EXERCISE DETAILS: Reproduce exactly the span of lines that opens with the line containing "phrases.extend(FILLERS);" and closes with the last line of the entries below.

+++ DATA SUPPLIED

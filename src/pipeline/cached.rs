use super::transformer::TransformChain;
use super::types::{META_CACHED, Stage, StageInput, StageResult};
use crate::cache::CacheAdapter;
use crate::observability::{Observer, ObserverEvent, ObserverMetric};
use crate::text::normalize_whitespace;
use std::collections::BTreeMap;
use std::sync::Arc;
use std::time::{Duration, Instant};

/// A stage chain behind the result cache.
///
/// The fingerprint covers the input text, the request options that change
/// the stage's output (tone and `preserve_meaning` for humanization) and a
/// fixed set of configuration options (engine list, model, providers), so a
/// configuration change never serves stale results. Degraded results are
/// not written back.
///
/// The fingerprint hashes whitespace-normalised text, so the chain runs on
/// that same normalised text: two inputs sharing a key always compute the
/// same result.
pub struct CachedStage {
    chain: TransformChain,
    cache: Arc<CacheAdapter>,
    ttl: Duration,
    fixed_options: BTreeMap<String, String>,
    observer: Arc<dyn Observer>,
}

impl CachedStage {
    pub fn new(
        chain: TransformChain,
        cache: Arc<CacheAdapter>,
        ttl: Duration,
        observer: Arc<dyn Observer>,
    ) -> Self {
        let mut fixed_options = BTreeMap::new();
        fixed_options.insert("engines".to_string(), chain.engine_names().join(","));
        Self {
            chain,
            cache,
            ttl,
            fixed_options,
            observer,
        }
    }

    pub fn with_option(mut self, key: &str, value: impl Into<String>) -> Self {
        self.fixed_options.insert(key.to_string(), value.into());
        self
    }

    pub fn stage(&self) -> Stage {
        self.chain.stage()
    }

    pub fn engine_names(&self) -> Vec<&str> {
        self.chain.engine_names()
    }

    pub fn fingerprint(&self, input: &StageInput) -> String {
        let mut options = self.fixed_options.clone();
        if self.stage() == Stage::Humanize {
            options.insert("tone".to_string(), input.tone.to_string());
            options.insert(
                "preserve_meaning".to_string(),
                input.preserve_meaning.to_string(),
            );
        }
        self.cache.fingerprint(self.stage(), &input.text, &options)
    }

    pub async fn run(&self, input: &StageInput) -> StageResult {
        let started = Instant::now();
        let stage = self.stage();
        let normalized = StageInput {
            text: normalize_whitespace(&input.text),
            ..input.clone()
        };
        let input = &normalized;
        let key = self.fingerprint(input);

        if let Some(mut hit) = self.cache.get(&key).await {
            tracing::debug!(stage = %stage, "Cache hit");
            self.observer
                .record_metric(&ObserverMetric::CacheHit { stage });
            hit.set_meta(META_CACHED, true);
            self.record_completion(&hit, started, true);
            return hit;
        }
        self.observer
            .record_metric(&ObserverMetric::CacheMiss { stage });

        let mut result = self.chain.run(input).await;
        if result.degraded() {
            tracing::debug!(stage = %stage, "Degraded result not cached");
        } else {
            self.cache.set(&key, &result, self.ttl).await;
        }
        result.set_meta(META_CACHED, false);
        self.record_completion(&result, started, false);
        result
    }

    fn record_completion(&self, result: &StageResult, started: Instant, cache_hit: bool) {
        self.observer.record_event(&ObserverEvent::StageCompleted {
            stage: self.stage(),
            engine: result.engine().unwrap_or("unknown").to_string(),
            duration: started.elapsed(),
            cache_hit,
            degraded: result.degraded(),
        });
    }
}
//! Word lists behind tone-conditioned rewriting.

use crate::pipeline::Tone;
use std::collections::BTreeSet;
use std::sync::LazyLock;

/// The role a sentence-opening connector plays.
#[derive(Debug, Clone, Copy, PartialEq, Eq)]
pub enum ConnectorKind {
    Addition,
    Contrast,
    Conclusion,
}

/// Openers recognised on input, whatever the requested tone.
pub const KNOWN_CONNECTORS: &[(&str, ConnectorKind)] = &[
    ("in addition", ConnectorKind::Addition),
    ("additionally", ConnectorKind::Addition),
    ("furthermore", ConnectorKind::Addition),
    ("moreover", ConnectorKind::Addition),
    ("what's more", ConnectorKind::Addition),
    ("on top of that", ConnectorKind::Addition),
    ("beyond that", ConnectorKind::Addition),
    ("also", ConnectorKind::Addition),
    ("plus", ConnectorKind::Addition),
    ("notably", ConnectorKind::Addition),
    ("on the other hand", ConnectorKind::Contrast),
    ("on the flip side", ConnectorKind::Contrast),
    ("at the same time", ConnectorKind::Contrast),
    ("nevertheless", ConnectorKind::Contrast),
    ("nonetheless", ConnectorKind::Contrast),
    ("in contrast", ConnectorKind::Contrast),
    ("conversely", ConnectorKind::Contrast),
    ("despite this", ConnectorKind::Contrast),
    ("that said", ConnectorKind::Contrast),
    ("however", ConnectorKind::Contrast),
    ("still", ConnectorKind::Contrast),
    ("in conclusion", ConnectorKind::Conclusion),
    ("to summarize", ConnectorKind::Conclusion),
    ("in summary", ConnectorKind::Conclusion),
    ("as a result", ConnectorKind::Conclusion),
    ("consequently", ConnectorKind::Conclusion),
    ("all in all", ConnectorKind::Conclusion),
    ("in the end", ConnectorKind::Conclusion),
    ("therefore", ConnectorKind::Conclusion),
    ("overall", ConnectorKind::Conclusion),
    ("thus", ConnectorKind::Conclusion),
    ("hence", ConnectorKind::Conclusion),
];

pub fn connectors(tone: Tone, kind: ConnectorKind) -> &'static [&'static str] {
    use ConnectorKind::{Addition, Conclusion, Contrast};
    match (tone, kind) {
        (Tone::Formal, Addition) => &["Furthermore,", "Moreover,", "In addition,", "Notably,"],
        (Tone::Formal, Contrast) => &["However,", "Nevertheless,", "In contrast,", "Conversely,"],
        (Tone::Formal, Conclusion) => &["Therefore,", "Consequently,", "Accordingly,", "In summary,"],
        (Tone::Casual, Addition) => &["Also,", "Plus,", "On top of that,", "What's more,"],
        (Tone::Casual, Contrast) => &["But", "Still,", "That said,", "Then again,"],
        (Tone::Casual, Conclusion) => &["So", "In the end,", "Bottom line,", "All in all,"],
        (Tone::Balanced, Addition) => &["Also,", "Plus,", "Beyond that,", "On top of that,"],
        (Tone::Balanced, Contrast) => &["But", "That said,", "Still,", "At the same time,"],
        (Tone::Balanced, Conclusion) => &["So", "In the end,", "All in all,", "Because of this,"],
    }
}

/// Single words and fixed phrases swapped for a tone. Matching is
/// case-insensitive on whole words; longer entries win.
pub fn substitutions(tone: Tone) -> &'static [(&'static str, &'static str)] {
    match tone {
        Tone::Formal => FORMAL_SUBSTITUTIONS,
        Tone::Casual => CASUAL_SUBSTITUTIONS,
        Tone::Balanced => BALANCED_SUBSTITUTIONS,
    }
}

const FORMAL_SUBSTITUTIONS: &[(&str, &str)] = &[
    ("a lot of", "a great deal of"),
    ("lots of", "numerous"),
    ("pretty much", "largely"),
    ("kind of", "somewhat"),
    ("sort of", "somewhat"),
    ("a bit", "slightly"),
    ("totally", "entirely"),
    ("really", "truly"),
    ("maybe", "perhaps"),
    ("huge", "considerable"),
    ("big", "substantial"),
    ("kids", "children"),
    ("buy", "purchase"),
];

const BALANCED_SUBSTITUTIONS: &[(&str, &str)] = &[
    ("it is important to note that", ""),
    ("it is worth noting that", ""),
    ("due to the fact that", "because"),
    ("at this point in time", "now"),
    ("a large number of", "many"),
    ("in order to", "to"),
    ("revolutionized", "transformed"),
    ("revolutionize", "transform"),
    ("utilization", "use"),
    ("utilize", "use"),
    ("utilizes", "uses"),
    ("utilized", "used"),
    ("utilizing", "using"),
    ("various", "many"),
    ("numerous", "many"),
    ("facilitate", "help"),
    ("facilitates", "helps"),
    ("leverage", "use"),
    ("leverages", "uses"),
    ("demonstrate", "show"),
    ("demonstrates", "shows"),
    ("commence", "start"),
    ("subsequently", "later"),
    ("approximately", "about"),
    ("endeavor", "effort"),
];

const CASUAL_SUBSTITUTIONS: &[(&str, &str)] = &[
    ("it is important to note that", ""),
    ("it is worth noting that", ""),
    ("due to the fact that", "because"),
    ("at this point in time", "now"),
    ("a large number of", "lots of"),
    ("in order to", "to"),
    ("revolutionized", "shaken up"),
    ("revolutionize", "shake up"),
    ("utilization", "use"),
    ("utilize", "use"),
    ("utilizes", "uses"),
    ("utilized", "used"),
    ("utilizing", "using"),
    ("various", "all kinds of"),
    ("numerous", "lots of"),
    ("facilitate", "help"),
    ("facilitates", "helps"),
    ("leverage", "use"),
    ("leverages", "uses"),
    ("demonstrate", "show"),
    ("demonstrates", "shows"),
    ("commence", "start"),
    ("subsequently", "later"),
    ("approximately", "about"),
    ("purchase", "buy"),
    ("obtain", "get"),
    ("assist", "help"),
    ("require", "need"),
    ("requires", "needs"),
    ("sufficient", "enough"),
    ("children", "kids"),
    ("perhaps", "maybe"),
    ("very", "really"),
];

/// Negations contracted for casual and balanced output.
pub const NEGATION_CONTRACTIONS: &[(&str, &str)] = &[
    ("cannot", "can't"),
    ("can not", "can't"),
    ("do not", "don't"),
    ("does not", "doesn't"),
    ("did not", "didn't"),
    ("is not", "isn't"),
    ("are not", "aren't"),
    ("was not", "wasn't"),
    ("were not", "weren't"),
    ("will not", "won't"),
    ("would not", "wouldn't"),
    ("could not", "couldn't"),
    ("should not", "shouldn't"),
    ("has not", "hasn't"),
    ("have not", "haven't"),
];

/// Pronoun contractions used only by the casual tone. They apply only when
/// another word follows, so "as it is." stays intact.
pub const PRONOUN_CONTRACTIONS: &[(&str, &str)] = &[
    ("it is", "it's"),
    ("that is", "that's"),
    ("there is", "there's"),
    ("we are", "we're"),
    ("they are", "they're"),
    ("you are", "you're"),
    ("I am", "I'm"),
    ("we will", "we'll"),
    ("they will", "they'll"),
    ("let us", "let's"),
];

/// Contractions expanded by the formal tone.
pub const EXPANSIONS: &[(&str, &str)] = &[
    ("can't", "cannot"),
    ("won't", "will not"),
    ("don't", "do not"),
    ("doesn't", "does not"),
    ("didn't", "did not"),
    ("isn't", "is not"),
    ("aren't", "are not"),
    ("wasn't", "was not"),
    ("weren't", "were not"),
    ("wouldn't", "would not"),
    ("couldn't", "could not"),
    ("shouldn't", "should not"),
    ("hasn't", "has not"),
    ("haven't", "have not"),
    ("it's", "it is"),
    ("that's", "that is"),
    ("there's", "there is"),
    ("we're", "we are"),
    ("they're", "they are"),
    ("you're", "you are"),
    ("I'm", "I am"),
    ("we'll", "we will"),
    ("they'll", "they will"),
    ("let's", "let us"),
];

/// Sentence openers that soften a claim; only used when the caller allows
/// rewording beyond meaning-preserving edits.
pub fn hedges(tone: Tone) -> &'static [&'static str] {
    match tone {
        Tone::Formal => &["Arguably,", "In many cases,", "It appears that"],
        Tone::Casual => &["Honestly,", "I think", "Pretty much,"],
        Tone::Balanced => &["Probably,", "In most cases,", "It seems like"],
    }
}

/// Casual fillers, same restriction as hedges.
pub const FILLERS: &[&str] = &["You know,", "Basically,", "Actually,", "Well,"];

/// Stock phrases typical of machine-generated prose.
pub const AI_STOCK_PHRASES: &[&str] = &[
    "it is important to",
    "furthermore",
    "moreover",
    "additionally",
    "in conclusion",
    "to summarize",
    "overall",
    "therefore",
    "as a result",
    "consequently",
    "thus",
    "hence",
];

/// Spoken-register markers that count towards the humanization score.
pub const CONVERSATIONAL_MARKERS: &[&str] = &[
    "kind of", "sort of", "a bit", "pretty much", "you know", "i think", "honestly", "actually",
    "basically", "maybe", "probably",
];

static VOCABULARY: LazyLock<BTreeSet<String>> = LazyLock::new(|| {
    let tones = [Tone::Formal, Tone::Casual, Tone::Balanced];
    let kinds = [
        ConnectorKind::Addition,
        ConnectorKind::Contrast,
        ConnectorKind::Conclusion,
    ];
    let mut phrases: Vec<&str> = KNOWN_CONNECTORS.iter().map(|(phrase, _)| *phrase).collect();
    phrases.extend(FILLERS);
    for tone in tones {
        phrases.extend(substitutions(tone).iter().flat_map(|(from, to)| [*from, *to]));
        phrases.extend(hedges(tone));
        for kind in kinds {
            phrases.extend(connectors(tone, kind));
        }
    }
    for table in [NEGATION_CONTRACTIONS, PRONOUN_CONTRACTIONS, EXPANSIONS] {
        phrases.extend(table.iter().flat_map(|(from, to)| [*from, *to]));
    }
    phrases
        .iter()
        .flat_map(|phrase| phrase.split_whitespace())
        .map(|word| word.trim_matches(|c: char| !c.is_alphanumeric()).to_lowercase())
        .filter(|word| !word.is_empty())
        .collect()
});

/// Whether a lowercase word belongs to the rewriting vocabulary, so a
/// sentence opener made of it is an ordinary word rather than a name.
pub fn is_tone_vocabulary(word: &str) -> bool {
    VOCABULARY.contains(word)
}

++++++

ANSWER SPACE:
    phrases.extend(FILLERS);
    for tone in tones {
        phrases.extend(substitutions(tone).iter().flat_map(|(from, to)| [*from, *to]));
        phrases.extend(hedges(tone));
        for kind in kinds {
            phrases.extend(connectors(tone, kind));
        }
    }
    for table in [NEGATION_CONTRACTIONS, PRONOUN_CONTRACTIONS, EXPANSIONS] {
        phrases.extend(table.iter().flat_map(|(from, to)| [*from, *to]));
    }
    phrases
        .iter()
        .flat_map(|phrase| phrase.split_whitespace())
        .map(|word| word.trim_matches(|c: char| !c.is_alphanumeric()).to_lowercase())
        .filter(|word| !word.is_empty())
        .collect()
});

/// Whether a lowercase word belongs to the rewriting vocabulary, so a
/// sentence opener made of it is an ordinary word rather than a name.
pub fn is_tone_vocabulary(word: &str) -> bool {
    VOCABULARY.contains(word)
}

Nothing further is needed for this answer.